Exercise description:
Scan the entries for the word "password", and copy every line where it appears.

Stored data entries:
:::::

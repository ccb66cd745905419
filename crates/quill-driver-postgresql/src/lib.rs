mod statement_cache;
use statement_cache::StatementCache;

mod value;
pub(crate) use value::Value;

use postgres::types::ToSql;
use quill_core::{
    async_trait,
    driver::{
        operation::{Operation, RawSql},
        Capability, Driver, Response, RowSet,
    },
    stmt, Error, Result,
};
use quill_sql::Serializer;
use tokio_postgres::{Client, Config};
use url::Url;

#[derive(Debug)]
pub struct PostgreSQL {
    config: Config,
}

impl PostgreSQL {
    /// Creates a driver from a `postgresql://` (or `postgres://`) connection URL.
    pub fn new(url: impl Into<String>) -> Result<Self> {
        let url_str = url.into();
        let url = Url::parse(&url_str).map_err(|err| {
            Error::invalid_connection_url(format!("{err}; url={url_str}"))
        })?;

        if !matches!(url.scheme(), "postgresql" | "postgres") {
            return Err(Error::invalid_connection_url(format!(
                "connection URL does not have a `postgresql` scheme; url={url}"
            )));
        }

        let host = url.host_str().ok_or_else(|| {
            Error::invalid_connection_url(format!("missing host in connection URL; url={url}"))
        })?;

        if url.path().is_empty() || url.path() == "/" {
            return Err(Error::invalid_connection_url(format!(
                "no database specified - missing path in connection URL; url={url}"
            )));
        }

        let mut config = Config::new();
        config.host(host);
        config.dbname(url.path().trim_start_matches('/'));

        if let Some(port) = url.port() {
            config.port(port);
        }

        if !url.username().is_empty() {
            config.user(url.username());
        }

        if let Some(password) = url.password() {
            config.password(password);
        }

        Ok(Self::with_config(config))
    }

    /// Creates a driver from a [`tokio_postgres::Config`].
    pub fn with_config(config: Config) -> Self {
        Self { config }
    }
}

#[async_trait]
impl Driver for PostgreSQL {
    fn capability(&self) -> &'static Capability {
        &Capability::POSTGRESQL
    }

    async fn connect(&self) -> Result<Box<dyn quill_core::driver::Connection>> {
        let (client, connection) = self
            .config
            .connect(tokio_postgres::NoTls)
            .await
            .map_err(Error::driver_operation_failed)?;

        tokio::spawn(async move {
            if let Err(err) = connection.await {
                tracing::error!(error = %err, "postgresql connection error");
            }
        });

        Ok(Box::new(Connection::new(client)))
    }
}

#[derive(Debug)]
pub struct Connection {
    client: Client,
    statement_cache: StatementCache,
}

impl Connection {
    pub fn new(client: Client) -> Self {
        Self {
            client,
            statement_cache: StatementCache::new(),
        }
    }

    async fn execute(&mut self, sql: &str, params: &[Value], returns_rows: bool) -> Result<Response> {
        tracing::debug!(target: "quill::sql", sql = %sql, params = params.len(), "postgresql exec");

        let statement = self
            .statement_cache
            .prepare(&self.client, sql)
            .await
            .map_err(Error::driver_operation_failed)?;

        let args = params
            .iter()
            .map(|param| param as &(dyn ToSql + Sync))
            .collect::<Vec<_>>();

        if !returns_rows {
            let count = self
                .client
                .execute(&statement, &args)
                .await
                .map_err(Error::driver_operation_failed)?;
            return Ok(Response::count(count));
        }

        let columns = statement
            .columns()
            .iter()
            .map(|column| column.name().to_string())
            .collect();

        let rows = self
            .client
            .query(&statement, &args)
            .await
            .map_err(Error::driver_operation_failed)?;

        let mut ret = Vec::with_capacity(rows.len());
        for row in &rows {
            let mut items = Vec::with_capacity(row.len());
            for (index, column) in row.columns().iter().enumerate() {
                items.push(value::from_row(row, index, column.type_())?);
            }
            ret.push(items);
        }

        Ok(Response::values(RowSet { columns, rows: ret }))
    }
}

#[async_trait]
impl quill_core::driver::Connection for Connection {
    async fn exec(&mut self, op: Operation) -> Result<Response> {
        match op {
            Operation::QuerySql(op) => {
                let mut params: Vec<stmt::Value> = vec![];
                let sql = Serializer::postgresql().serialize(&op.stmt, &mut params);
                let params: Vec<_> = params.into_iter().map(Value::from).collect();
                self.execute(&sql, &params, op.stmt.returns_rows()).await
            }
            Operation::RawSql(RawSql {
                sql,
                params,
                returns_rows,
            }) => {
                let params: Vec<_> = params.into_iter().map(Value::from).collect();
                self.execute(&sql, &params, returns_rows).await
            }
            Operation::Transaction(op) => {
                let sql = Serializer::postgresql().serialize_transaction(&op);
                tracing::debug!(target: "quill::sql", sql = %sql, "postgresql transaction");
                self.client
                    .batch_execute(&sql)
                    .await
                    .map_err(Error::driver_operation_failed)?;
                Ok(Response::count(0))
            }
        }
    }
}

:::::

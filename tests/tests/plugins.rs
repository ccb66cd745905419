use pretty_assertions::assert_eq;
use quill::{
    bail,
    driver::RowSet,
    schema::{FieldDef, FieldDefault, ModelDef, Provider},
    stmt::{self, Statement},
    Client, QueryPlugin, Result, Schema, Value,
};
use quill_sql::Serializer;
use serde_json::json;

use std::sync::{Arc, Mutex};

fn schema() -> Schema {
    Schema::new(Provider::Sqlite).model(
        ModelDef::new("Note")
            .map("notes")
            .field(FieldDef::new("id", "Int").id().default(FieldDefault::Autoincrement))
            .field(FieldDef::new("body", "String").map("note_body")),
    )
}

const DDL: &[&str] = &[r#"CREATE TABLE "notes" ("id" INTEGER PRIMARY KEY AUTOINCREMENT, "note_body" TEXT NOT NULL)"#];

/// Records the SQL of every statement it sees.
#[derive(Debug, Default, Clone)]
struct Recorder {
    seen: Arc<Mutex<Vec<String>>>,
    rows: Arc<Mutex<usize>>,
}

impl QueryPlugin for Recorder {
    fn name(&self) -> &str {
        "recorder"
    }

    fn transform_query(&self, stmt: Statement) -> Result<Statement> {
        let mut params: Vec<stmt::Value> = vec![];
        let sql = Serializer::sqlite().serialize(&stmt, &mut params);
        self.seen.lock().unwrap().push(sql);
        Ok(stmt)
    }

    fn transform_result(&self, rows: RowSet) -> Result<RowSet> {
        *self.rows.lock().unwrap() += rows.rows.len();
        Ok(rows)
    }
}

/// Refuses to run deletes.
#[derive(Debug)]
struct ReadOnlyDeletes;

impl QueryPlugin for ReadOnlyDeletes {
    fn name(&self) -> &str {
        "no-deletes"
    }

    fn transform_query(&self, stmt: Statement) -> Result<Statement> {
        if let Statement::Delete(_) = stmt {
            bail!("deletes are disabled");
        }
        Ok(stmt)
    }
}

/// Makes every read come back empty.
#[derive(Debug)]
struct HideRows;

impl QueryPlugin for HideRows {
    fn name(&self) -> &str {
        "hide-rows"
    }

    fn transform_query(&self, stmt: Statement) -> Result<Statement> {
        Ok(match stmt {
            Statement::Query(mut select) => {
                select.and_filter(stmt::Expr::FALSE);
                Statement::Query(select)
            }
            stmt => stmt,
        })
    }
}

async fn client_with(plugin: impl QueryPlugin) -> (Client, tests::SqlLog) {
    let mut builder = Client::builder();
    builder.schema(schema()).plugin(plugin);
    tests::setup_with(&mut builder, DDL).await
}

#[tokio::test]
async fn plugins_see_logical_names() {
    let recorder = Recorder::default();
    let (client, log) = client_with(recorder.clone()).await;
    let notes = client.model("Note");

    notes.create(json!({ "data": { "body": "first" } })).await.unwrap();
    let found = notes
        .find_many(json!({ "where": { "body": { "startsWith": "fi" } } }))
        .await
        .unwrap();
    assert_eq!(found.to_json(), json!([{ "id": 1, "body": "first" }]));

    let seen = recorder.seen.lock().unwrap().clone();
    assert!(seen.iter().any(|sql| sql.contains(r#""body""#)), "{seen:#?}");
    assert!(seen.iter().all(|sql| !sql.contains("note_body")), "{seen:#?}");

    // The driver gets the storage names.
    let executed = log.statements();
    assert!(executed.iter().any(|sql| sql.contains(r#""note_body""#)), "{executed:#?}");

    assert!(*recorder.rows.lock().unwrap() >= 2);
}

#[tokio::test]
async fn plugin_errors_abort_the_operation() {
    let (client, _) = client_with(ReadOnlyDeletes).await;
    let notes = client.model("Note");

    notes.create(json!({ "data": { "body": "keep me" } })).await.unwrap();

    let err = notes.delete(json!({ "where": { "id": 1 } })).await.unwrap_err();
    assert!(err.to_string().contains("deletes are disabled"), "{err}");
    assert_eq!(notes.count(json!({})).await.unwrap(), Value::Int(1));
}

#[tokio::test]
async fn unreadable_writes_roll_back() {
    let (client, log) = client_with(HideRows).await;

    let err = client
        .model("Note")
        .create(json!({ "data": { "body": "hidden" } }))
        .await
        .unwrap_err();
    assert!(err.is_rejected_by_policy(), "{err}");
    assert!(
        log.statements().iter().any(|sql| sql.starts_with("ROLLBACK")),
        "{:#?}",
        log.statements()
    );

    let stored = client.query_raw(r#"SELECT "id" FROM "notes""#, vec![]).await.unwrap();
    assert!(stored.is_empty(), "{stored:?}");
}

:::::

Answer to the exercise:
        if let Some(password) = url.password() {
            config.password(password);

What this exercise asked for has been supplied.